>>

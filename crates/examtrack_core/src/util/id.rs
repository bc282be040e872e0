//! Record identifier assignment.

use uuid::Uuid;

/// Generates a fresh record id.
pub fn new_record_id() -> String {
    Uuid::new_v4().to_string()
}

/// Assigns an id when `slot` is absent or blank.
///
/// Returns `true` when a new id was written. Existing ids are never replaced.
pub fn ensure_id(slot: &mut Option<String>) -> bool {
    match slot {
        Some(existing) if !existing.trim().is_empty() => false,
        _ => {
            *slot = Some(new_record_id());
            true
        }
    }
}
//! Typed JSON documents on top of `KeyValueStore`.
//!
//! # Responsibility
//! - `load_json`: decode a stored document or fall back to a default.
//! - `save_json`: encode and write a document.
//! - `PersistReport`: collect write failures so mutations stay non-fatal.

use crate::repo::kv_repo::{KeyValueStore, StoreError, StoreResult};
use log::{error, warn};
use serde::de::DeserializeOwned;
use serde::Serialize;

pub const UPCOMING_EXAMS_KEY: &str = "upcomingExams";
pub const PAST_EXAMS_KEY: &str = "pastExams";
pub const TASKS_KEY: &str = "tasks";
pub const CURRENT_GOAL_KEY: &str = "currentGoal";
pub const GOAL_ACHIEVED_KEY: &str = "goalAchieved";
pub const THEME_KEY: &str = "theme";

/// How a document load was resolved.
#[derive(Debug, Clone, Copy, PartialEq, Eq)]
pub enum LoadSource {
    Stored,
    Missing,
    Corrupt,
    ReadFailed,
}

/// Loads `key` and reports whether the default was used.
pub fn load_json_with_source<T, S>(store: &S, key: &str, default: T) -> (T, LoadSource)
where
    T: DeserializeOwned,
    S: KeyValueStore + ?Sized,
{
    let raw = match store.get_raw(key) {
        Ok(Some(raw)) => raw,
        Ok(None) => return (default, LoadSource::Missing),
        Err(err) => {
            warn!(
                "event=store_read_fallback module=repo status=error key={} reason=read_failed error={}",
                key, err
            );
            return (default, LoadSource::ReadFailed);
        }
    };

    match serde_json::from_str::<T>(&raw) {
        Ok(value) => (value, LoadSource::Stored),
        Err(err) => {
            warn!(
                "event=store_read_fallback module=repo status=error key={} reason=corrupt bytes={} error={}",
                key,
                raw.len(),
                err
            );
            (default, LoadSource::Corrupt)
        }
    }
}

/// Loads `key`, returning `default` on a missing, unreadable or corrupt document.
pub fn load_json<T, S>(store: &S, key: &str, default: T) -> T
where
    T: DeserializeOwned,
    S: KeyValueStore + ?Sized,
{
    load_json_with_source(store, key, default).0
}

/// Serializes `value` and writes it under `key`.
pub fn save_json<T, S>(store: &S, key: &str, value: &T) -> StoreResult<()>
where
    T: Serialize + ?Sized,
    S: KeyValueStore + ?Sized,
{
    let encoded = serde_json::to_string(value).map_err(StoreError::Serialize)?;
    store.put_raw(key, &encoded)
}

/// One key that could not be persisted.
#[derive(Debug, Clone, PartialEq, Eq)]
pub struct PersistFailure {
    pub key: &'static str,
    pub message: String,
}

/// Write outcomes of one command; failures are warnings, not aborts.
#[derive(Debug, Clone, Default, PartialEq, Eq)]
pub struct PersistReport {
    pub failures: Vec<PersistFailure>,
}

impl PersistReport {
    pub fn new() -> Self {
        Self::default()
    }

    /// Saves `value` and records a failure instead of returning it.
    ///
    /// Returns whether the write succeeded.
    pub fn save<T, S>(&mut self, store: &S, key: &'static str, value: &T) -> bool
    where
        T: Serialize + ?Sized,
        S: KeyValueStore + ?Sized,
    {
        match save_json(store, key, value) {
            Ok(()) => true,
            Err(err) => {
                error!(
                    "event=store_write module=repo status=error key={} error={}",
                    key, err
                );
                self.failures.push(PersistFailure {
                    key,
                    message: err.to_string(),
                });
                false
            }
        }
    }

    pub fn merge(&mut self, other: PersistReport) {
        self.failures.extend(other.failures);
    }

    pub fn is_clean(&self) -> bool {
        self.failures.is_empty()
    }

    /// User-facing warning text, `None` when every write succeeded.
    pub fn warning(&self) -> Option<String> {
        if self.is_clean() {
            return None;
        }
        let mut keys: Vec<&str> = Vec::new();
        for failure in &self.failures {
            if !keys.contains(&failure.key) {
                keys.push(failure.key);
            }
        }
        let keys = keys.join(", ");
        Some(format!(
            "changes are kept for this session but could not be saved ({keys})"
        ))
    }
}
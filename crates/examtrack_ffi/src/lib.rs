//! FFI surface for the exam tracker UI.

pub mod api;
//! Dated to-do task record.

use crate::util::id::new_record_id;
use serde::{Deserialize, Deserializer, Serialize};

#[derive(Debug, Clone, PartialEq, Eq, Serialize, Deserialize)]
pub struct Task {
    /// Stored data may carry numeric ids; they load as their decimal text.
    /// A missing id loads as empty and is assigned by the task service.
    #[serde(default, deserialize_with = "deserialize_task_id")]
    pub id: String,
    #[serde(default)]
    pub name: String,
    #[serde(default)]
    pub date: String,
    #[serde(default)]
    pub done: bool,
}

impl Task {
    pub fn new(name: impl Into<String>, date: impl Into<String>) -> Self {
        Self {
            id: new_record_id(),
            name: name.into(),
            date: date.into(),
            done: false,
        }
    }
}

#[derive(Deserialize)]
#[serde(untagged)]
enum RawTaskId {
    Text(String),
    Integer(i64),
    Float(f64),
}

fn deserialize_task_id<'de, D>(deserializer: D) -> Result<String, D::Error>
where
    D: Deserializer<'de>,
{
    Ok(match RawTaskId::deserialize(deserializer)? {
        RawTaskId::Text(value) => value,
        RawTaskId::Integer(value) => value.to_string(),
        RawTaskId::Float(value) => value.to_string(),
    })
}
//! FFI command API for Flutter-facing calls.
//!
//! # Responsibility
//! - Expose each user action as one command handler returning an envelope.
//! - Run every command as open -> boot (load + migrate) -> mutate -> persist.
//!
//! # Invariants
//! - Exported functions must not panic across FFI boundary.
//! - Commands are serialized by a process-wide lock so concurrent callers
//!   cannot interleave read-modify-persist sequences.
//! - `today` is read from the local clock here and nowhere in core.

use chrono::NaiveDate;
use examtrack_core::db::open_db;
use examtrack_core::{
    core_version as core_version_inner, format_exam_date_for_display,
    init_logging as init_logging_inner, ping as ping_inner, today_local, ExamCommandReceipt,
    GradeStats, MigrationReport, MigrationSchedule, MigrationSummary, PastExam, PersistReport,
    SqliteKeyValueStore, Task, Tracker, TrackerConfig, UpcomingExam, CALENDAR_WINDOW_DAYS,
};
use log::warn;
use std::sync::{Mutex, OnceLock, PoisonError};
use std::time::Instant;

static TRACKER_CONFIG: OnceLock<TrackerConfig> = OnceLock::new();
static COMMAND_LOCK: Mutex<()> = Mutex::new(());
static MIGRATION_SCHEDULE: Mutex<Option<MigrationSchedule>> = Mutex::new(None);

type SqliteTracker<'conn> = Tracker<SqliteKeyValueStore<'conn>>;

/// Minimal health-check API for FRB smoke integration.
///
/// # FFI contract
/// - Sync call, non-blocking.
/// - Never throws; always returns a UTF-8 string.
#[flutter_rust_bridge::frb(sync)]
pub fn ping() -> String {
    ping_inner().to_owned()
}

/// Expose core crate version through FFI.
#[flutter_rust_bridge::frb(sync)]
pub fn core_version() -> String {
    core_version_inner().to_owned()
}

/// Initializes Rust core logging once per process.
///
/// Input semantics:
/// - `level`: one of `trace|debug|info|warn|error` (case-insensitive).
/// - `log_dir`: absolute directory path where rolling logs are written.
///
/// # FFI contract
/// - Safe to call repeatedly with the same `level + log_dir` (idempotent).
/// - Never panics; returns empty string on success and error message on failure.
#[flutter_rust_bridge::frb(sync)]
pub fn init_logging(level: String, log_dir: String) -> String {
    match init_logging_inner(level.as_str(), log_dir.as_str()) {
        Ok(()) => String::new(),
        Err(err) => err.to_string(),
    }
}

<<

[Exercise aim]:
Going back over the entries above, copy word for word every line from the one that has "write a document." on through the one that has "pub const GOAL_ACHIEVED_KEY: &str".

[Exercise answer]:
//! - `save_json`: encode and write a document.
//! - `PersistReport`: collect write failures so mutations stay non-fatal.

use crate::repo::kv_repo::{KeyValueStore, StoreError, StoreResult};
use log::{error, warn};
use serde::de::DeserializeOwned;
use serde::Serialize;

pub const UPCOMING_EXAMS_KEY: &str = "upcomingExams";
pub const PAST_EXAMS_KEY: &str = "pastExams";
pub const TASKS_KEY: &str = "tasks";
pub const CURRENT_GOAL_KEY: &str = "currentGoal";
pub const GOAL_ACHIEVED_KEY: &str = "goalAchieved";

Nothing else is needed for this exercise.